OWASP A01: Broken Access Control
Our first blog will have a few BAC issues in it, you will be able to edit and delete posts that do not belong to you.
You can test this out on Our cheeseblog
OWASP A02: Cryptographic failures
Yes indeed dear friends, this used to be known as sensitive data exposure, you can try out on Ratsite. Explore the source code well and look at any JaveScript files. They contain a username and password in this case!
OWASP A03: Injections
This vulnerability is diverse and we only have one lab for you, you can try out on Our XPATH Injection labs.
OWASP A04: Insecure Design
All of my labs are vulnerable af by design :) Our labs.
OWASP A05: Security Misconfiguration
The JWT token is vulnerable in our labs, you can go to JWT.io and change the flag to make yourself admin Our labs.

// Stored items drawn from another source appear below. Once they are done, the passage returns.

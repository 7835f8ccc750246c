//! Frame loop and output strategies for the impact animation.
//!
//! The driver evaluates, renders and emits frames strictly in time order
//! through a single [`FrameSink`]. A failed run never leaves a partial
//! artifact behind.

use crate::error::{Result, SimError};
use crate::field::FieldEvaluator;
use crate::grid::{SpatialGrid, TimeSequence};
use crate::render::{FrameLayout, FrameRenderer};
use colored::Colorize;
use image::codecs::gif::{GifDecoder, GifEncoder, Repeat};
use image::{AnimationDecoder, Delay, DynamicImage, Frame, ImageDecoder, RgbImage, RgbaImage};
use serde::{Deserialize, Serialize};
use std::cell::RefCell;
use std::fs::{self, File};
use std::io::{self, BufReader, Stdout, Write};
use std::path::{Path, PathBuf};
use std::rc::Rc;
use std::thread;
use std::time::Duration;
use tracing::{debug, info, warn};

/// Where frames go; chosen once at startup.
#[derive(Debug, Clone, PartialEq, Serialize, Deserialize)]
#[serde(tag = "mode", rename_all = "snake_case")]
pub enum OutputStrategy {
    /// Looping GIF written to `path`.
    Save { path: PathBuf },
    /// Frames shown in the terminal as they are produced.
    Live,
}

impl OutputStrategy {
    pub fn sink(&self, fps: u32, frames: usize) -> Box<dyn FrameSink> {
        match self {
            OutputStrategy::Save { path } => Box::new(GifSink::new(path, fps)),
            OutputStrategy::Live => {
                let mut sink = TerminalSink::stdout(fps);
                sink.set_total(frames);
                Box::new(sink)
            }
        }
    }
}

/// Receives rendered frames in order.
pub trait FrameSink {
    fn name(&self) -> &str;

    /// Called once before the first frame.
    fn begin(&mut self, _layout: &FrameLayout) -> Result<()> {
        Ok(())
    }

    fn push_frame(&mut self, index: usize, t: f64, frame: &RgbImage) -> Result<()>;

    /// Called once after the last frame.
    fn finish(&mut self) -> Result<()> {
        Ok(())
    }

    /// Called instead of `finish` when the run fails; drops partial output.
    fn abort(&mut self) {}
}

/// Encoder output staged in memory; the sink copies it to disk itself so
/// that every write, trailer included, is checked.
#[derive(Debug, Clone, Default)]
struct StagedBytes(Rc<RefCell<Vec<u8>>>);

impl Write for StagedBytes {
    fn write(&mut self, buf: &[u8]) -> io::Result<usize> {
        self.0.borrow_mut().extend_from_slice(buf);
        Ok(buf.len())
    }

    fn flush(&mut self) -> io::Result<()> {
        Ok(())
    }
}

impl StagedBytes {
    fn drain_into(&self, out: &mut File) -> io::Result<()> {
        let mut bytes = self.0.borrow_mut();
        if !bytes.is_empty() {
            out.write_all(&bytes)?;
            bytes.clear();
        }
        Ok(())
    }
}

/// Writes frames to a looping GIF at a fixed playback rate.
///
/// Frames go to `<path>.part`, which is renamed into place on `finish`
/// and removed on `abort`.
pub struct GifSink {
    path: PathBuf,
    part_path: PathBuf,
    fps: u32,
    staged: StagedBytes,
    encoder: Option<GifEncoder<StagedBytes>>,
    file: Option<File>,
    frames: usize,
}

impl GifSink {
    pub fn new(path: impl AsRef<Path>, fps: u32) -> Self {
        let path = path.as_ref().to_path_buf();
        let mut part = path.as_os_str().to_owned();
        part.push(".part");
        Self {
            path,
            part_path: PathBuf::from(part),
            fps: fps.max(1),
            staged: StagedBytes::default(),
            encoder: None,
            file: None,
            frames: 0,
        }
    }

    pub fn path(&self) -> &Path {
        &self.path
    }

    fn frame_delay(&self) -> Delay {
        Delay::from_numer_denom_ms(1000, self.fps)
    }

    fn flush_staged(&mut self) -> Result<()> {
        let file = self
            .file
            .as_mut()
            .ok_or_else(|| SimError::Config("GIF sink used before begin".to_string()))?;
        self.staged
            .drain_into(file)
            .map_err(|e| SimError::output_io(&self.path, e))
    }
}

impl FrameSink for GifSink {
    fn name(&self) -> &str {
        "GifSink"
    }

    fn begin(&mut self, _layout: &FrameLayout) -> Result<()> {
        let file = File::create(&self.part_path).map_err(|e| SimError::output_io(&self.path, e))?;
        self.staged = StagedBytes::default();
        let mut encoder = GifEncoder::new_with_speed(self.staged.clone(), 10);
        encoder.set_repeat(Repeat::Infinite)?;
        self.encoder = Some(encoder);
        self.file = Some(file);
        self.frames = 0;
        Ok(())
    }

    fn push_frame(&mut self, _index: usize, _t: f64, frame: &RgbImage) -> Result<()> {
        let delay = self.frame_delay();
        let encoder = self
            .encoder
            .as_mut()
            .ok_or_else(|| SimError::Config("GIF sink received a frame before begin".to_string()))?;
        let rgba = DynamicImage::ImageRgb8(frame.clone()).into_rgba8();
        encoder.encode_frame(Frame::from_parts(rgba, 0, 0, delay))?;
        self.frames += 1;
        self.flush_staged()
    }

    fn finish(&mut self) -> Result<()> {
        if self.frames == 0 {
            return Err(SimError::Config("refusing to save an animation with no frames".to_string()));
        }
        // dropping the encoder stages the GIF trailer
        drop(self.encoder.take());
        self.flush_staged()?;
        if let Some(file) = self.file.take() {
            file.sync_all().map_err(|e| SimError::output_io(&self.path, e))?;
        }
        fs::rename(&self.part_path, &self.path).map_err(|e| SimError::output_io(&self.path, e))?;
        info!(path = %self.path.display(), frames = self.frames, "animation saved");
        Ok(())
    }

    fn abort(&mut self) {
        drop(self.encoder.take());
        drop(self.file.take());
        self.staged.0.borrow_mut().clear();
        if let Err(e) = fs::remove_file(&self.part_path) {
            if e.kind() != io::ErrorKind::NotFound {
                warn!(path = %self.part_path.display(), error = %e, "could not remove partial animation");
            }
        }
    }
}

/// Live display: draws each frame in the terminal with truecolour half blocks.
pub struct TerminalSink<W: Write> {
    out: W,
    fps: u32,
    max_columns: u32,
    pace: bool,
    total: Option<usize>,
}

impl TerminalSink<Stdout> {
    pub fn stdout(fps: u32) -> Self {
        Self::new(std::io::stdout(), fps, 100, true)
    }
}

impl<W: Write> TerminalSink<W> {
    pub fn new(out: W, fps: u32, max_columns: u32, pace: bool) -> Self {
        Self {
            out,
            fps: fps.max(1),
            max_columns: max_columns.max(1),
            pace,
            total: None,
        }
    }

    pub fn set_total(&mut self, total: usize) {
        self.total = Some(total);
    }

    pub fn into_inner(self) -> W {
        self.out
    }

    fn write_frame(&mut self, index: usize, t: f64, frame: &RgbImage) -> std::io::Result<()> {
        let step = frame.width().div_ceil(self.max_columns).max(1);
        write!(self.out, "\x1b[H")?;
        match self.total {
            Some(total) => writeln!(self.out, "Comet impact t = {:.3} units (frame {}/{})", t, index + 1, total)?,
            None => writeln!(self.out, "Comet impact t = {:.3} units (frame {})", t, index + 1)?,
        }

        let mut y = 0;
        while y < frame.height() {
            let mut line = String::new();
            let mut x = 0;
            while x < frame.width() {
                let top = frame.get_pixel(x, y).0;
                let bottom = frame.get_pixel(x, (y + step).min(frame.height() - 1)).0;
                let cell = "▀"
                    .truecolor(top[0], top[1], top[2])
                    .on_truecolor(bottom[0], bottom[1], bottom[2]);
                line.push_str(&cell.to_string());
                x += step;
            }
            writeln!(self.out, "{}", line)?;
            y += 2 * step;
        }
        self.out.flush()
    }
}

impl<W: Write> FrameSink for TerminalSink<W> {
    fn name(&self) -> &str {
        "TerminalSink"
    }

    fn begin(&mut self, _layout: &FrameLayout) -> Result<()> {
        write!(self.out, "\x1b[2J").map_err(|e| SimError::output_io("<terminal>", e))
    }

    fn push_frame(&mut self, index: usize, t: f64, frame: &RgbImage) -> Result<()> {
        self.write_frame(index, t, frame)
            .map_err(|e| SimError::output_io("<terminal>", e))?;
        if self.pace {
            thread::sleep(Duration::from_secs_f64(1.0 / self.fps as f64));
        }
        Ok(())
    }
}

/// Keeps every frame in memory.
#[derive(Debug, Default)]
pub struct MemorySink {
    pub frames: Vec<(f64, RgbImage)>,
}

impl FrameSink for MemorySink {
    fn name(&self) -> &str {
        "MemorySink"
    }

    fn begin(&mut self, _layout: &FrameLayout) -> Result<()> {
        self.frames.clear();
        Ok(())
    }

    fn push_frame(&mut self, _index: usize, t: f64, frame: &RgbImage) -> Result<()> {
        self.frames.push((t, frame.clone()));
        Ok(())
    }

    fn abort(&mut self) {
        self.frames.clear();
    }
}

#[derive(Debug, Clone, Copy, PartialEq)]
pub struct RunSummary {
    pub frames: usize,
    pub width: u32,
    pub height: u32,
    pub first_time: f64,
    pub last_time: f64,
    pub min_temp: f64,
    pub max_temp: f64,
}

/// Evaluates the field at each time step and feeds rendered frames to a sink.
#[derive(Debug, Clone)]
pub struct AnimationDriver {
    evaluator: FieldEvaluator,
    grid: SpatialGrid,
    times: TimeSequence,
    renderer: FrameRenderer,
}

impl AnimationDriver {
    pub fn new(
        evaluator: FieldEvaluator,
        grid: SpatialGrid,
        times: TimeSequence,
        renderer: FrameRenderer,
    ) -> Result<Self> {
        let (layout_nx, layout_ny) = renderer.layout().grid_shape();
        let (nx, ny) = grid.shape();
        if (nx as u64, ny as u64) != (layout_nx as u64, layout_ny as u64) {
            return Err(SimError::malformed_grid(format!(
                "grid {}x{} does not match frame layout {}x{}",
                nx, ny, layout_nx, layout_ny
            )));
        }
        Ok(Self {
            evaluator,
            grid,
            times,
            renderer,
        })
    }

    pub fn times(&self) -> &TimeSequence {
        &self.times
    }

    pub fn layout(&self) -> &FrameLayout {
        self.renderer.layout()
    }

    pub fn run(&self, sink: &mut dyn FrameSink) -> Result<RunSummary> {
        let (width, height) = self.layout().dimensions();
        info!(
            sink = sink.name(),
            frames = self.times.len(),
            width,
            height,
            "starting impact animation"
        );

        match self.drive(sink) {
            Ok(summary) => {
                info!(
                    frames = summary.frames,
                    min = summary.min_temp,
                    max = summary.max_temp,
                    "impact animation complete"
                );
                Ok(summary)
            }
            Err(e) => {
                sink.abort();
                Err(e)
            }
        }
    }

    pub fn run_with_strategy(&self, strategy: &OutputStrategy, fps: u32) -> Result<RunSummary> {
        let mut sink = strategy.sink(fps, self.times.len());
        self.run(sink.as_mut())
    }

    fn drive(&self, sink: &mut dyn FrameSink) -> Result<RunSummary> {
        sink.begin(self.layout())?;
        let summary = self.emit_frames(sink)?;
        sink.finish()?;
        Ok(summary)
    }

    fn emit_frames(&self, sink: &mut dyn FrameSink) -> Result<RunSummary> {
        let (width, height) = self.layout().dimensions();
        let times = self.times.times();
        let mut min_temp = f64::INFINITY;
        let mut max_temp = f64::NEG_INFINITY;

        for (index, &t) in times.iter().enumerate() {
            let field = self.evaluator.evaluate_grid(&self.grid, t)?;
            let stats = field.stats();
            debug!(frame = index, t, min = stats.min, max = stats.max, mean = stats.mean, "frame evaluated");
            min_temp = min_temp.min(stats.min);
            max_temp = max_temp.max(stats.max);

            let frame = self.renderer.render(&field, t)?;
            sink.push_frame(index, t, &frame)?;
        }

        Ok(RunSummary {
            frames: times.len(),
            width,
            height,
            first_time: times.first().copied().unwrap_or(f64::NAN),
            last_time: times.last().copied().unwrap_or(f64::NAN),
            min_temp,
            max_temp,
        })
    }
}

/// A GIF read back from disk.
#[derive(Debug, Clone)]
pub struct LoadedAnimation {
    pub width: u32,
    pub height: u32,
    pub frames: Vec<RgbaImage>,
    pub delays_ms: Vec<(u32, u32)>,
}

impl LoadedAnimation {
    pub fn frame_count(&self) -> usize {
        self.frames.len()
    }
}

pub fn load_animation(path: impl AsRef<Path>) -> Result<LoadedAnimation> {
    let path = path.as_ref();
    let file = File::open(path).map_err(|e| SimError::output_io(path, e))?;
    let decoder = GifDecoder::new(BufReader::new(file))?;
    let (width, height) = decoder.dimensions();
    let frames = decoder.into_frames().collect_frames()?;

    let delays_ms = frames.iter().map(|f| f.delay().numer_denom_ms()).collect();
    let frames = frames.into_iter().map(|f| f.into_buffer()).collect();
    Ok(LoadedAnimation {
        width,
        height,
        frames,
        delays_ms,
    })
}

OWASP A06: Vulnerable and Outdated Components
If you register, we use an outdated component component of angularJS, you can set your name to insert CSTI, look up the vulnerable version and how to exploit it on google Our labs.
OWASP A07: Identification and Authentication Failures
Our ratsite contains many issues, for example you can use a very weak password or just log in using test/test Our labs.
OWASP A08: Software and Data Integrity Failures
OWASP A09: Security Logging and Monitoring Failures
Our ratsite contains many issues, it is nog logged or monitored, let alone any alerting Our labs.
OWASP A10: SSRF (Server side request forgery)
You can train your SSRF skills here, try to grab the contents of the /internal directory Our labs.